Assigned task:
Transcribe only part of the material below: the lines from the one containing "Image File Format" through the one containing "pub fn new(backend: ReadBackend)", inclusive, exactly as written.

Exercise material:
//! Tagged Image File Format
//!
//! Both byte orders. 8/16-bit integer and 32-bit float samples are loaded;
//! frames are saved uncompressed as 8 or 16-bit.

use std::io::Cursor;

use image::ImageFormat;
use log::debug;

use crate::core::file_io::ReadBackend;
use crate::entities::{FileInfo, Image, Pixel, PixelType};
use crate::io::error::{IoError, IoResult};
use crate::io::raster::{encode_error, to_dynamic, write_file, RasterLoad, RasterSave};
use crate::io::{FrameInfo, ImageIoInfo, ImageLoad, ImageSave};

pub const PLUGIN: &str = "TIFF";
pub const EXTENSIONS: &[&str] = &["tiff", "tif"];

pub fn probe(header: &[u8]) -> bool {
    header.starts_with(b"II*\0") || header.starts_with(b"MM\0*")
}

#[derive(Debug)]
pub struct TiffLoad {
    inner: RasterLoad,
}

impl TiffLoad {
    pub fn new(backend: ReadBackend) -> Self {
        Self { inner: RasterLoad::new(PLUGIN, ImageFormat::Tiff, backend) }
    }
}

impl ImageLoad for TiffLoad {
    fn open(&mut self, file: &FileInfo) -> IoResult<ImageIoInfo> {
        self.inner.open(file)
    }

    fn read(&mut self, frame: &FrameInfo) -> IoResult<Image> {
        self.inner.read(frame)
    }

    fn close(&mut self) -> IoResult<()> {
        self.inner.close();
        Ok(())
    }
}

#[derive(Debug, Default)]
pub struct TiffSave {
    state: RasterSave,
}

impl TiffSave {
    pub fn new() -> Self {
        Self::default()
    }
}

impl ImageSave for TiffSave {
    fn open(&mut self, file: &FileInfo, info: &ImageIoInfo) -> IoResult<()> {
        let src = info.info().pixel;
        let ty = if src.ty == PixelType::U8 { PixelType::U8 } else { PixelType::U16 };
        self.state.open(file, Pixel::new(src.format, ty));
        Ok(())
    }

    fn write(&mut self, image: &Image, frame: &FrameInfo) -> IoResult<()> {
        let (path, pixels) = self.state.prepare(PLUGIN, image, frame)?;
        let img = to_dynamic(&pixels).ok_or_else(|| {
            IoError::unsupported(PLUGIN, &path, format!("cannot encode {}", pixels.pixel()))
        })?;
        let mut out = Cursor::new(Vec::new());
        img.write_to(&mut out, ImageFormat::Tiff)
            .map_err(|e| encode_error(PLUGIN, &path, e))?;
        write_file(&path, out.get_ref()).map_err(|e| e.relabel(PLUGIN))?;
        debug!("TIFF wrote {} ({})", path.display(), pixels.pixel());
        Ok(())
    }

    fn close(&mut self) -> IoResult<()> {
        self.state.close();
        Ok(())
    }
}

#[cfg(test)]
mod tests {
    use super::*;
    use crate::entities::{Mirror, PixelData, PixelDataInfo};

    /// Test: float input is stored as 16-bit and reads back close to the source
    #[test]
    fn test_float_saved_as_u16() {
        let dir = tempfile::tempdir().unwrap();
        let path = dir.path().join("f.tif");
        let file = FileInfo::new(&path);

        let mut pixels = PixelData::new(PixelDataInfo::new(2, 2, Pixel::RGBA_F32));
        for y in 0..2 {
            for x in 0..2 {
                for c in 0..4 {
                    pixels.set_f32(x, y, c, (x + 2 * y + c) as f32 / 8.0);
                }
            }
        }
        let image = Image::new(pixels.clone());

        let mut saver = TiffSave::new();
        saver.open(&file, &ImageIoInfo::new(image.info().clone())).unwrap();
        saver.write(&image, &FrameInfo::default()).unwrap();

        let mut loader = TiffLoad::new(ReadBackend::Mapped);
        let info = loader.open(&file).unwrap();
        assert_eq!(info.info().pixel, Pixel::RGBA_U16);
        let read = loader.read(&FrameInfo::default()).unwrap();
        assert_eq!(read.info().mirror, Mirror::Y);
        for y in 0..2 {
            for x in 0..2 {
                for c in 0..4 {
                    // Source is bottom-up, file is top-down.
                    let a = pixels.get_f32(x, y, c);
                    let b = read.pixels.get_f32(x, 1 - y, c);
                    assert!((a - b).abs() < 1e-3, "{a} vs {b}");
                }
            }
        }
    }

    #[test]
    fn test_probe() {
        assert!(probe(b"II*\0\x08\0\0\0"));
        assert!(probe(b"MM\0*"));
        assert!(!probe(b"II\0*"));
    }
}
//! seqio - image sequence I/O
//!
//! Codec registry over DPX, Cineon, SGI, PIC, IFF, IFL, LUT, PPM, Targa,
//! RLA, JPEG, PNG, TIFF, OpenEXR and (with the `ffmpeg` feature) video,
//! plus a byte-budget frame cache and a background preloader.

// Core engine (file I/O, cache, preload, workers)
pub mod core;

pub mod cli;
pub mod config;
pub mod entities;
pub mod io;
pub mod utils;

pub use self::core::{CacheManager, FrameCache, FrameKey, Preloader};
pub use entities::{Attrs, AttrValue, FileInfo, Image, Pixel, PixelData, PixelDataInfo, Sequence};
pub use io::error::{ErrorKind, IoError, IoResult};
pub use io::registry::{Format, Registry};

...

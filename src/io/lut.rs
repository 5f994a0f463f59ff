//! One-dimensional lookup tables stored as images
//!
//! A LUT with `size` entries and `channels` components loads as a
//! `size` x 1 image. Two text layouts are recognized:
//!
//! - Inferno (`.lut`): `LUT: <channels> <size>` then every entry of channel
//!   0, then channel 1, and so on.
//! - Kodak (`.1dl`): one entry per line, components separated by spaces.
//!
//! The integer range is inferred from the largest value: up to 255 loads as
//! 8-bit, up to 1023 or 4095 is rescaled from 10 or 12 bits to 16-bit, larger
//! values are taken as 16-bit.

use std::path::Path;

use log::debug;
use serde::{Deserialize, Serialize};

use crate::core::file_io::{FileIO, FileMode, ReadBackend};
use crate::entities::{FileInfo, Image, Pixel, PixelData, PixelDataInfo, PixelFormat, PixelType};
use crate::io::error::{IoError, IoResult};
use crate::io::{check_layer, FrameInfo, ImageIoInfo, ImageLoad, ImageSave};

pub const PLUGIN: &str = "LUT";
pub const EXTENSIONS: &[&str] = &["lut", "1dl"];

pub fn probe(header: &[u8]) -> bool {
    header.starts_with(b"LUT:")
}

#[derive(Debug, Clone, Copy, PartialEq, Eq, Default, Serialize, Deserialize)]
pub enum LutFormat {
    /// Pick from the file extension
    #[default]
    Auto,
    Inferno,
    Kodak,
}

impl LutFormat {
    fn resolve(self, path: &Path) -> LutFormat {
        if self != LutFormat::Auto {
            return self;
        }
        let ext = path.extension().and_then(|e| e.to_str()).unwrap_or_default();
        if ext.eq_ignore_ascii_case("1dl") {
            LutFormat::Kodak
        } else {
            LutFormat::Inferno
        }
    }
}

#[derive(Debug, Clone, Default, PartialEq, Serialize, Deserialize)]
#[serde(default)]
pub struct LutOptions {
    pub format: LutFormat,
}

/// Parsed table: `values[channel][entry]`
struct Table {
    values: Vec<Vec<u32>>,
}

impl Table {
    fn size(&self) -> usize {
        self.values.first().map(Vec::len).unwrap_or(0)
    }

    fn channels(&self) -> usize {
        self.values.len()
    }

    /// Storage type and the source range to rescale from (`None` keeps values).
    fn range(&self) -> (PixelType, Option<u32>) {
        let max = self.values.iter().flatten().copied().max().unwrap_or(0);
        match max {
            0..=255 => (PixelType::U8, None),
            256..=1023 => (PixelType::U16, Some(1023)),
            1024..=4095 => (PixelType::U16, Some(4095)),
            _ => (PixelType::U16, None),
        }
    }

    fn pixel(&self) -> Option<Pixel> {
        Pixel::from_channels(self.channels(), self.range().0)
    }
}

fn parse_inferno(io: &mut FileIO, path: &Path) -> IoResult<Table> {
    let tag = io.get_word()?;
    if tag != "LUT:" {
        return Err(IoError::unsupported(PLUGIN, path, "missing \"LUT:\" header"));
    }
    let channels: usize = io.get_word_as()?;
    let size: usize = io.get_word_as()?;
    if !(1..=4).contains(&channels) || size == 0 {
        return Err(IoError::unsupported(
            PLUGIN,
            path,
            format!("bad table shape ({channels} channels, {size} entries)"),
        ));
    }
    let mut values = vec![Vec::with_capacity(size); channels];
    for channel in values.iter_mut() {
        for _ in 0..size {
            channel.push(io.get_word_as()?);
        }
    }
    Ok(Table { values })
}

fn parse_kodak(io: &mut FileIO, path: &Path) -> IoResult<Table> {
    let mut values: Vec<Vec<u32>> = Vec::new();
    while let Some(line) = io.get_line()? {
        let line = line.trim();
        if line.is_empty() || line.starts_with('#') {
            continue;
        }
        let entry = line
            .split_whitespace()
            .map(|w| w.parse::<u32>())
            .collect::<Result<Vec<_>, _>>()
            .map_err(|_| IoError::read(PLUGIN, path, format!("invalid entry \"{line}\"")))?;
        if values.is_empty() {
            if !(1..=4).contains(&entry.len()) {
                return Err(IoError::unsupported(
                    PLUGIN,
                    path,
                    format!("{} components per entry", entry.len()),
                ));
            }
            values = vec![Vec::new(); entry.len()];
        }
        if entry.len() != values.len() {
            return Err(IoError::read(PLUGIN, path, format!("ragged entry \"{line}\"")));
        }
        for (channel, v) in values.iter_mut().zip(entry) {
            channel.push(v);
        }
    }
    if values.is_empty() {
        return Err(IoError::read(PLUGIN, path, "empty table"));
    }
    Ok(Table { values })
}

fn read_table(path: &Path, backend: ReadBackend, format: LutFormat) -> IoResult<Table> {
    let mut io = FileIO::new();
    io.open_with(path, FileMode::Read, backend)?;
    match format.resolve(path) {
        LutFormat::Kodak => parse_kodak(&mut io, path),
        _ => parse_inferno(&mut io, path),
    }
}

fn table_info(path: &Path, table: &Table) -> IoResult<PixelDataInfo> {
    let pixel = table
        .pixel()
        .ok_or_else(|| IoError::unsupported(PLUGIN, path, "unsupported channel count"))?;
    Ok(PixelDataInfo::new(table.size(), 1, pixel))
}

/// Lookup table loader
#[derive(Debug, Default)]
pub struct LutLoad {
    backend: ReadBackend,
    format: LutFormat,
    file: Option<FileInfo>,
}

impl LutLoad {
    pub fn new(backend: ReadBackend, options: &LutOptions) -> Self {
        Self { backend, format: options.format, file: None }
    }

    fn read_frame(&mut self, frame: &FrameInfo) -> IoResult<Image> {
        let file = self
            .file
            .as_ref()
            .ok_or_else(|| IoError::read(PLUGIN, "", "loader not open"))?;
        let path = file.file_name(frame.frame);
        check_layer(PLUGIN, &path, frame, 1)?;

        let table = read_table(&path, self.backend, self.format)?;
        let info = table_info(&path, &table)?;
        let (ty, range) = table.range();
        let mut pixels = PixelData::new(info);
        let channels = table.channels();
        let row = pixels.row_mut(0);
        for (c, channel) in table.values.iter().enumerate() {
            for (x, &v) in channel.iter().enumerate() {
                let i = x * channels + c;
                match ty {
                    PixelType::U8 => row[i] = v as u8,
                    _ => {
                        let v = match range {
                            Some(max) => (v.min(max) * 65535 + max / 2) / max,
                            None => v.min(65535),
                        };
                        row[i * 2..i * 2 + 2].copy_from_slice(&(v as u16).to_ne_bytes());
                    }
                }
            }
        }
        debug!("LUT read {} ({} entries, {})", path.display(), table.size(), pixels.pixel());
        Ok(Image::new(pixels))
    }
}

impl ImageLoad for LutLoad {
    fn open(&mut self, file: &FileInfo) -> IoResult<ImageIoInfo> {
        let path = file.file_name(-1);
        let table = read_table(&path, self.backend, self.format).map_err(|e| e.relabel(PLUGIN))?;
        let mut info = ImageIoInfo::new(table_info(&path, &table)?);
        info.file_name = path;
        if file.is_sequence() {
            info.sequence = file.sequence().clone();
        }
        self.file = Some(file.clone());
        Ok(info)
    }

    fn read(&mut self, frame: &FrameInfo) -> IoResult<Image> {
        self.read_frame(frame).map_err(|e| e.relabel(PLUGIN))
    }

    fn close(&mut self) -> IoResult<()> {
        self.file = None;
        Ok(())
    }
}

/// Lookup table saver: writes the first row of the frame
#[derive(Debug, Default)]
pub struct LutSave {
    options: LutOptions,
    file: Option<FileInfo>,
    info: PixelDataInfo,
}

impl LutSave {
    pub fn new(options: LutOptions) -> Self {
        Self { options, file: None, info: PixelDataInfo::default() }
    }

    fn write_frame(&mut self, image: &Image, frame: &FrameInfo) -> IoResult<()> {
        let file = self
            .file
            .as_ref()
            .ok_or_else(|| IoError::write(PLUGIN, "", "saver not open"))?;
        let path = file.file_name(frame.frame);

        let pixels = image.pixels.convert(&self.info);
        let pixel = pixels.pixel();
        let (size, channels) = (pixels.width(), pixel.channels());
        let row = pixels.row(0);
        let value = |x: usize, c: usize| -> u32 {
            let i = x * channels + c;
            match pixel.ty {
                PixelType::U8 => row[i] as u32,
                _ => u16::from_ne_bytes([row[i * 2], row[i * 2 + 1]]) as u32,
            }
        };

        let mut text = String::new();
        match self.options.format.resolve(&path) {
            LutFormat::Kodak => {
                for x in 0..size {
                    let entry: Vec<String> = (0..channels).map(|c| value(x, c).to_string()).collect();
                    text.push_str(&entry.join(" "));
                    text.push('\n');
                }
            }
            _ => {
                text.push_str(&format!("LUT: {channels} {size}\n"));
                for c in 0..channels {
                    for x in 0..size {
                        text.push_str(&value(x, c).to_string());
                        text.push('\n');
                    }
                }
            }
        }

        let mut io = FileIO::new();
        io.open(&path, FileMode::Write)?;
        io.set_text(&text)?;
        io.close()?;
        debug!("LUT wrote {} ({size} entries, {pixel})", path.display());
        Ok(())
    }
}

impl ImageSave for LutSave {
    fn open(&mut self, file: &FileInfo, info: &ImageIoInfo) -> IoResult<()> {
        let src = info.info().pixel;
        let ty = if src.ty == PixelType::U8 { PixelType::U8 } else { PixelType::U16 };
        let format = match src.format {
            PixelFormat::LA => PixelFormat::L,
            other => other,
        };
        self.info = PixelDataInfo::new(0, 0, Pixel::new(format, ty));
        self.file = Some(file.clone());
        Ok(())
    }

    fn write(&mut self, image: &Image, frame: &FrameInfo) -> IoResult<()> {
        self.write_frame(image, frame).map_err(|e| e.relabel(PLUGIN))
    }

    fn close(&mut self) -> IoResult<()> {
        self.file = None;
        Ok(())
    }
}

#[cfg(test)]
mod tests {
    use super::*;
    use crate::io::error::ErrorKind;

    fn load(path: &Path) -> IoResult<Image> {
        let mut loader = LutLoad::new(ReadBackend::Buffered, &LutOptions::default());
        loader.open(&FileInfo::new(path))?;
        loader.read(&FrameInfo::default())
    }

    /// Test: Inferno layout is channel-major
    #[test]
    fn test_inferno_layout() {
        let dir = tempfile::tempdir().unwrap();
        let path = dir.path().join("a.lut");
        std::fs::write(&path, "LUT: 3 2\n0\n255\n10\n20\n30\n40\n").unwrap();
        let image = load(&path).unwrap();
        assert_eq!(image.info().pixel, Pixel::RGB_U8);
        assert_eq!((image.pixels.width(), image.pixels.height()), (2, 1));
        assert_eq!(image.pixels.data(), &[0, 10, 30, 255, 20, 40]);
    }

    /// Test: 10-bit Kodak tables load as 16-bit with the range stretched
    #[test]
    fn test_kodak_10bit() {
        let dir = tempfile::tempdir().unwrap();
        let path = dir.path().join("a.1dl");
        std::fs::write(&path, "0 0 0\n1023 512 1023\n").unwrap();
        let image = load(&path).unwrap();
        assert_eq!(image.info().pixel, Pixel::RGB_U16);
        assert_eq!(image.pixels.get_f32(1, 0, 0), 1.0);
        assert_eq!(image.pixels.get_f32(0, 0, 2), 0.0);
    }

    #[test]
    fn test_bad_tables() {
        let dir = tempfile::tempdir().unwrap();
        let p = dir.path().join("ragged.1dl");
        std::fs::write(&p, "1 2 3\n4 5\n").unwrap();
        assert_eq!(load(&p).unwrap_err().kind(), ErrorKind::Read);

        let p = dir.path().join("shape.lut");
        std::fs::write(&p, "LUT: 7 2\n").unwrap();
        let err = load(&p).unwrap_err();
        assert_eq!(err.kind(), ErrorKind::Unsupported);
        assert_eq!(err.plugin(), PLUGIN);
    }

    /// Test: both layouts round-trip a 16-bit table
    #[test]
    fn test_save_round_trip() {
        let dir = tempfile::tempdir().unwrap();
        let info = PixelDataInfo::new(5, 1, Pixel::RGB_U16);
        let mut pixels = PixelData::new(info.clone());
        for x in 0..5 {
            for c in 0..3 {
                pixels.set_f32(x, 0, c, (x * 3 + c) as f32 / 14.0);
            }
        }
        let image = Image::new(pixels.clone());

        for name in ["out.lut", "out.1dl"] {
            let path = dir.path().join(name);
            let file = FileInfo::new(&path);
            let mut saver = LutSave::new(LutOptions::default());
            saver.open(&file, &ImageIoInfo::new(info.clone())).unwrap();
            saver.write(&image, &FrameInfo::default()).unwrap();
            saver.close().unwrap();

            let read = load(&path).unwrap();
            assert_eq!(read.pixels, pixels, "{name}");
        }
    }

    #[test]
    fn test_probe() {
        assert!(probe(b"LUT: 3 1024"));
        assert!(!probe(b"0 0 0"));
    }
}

The completed task:
//! Tagged Image File Format
//!
//! Both byte orders. 8/16-bit integer and 32-bit float samples are loaded;
//! frames are saved uncompressed as 8 or 16-bit.

use std::io::Cursor;

use image::ImageFormat;
use log::debug;

use crate::core::file_io::ReadBackend;
use crate::entities::{FileInfo, Image, Pixel, PixelType};
use crate::io::error::{IoError, IoResult};
use crate::io::raster::{encode_error, to_dynamic, write_file, RasterLoad, RasterSave};
use crate::io::{FrameInfo, ImageIoInfo, ImageLoad, ImageSave};

pub const PLUGIN: &str = "TIFF";
pub const EXTENSIONS: &[&str] = &["tiff", "tif"];

pub fn probe(header: &[u8]) -> bool {
    header.starts_with(b"II*\0") || header.starts_with(b"MM\0*")
}

#[derive(Debug)]
pub struct TiffLoad {
    inner: RasterLoad,
}

impl TiffLoad {
    pub fn new(backend: ReadBackend) -> Self {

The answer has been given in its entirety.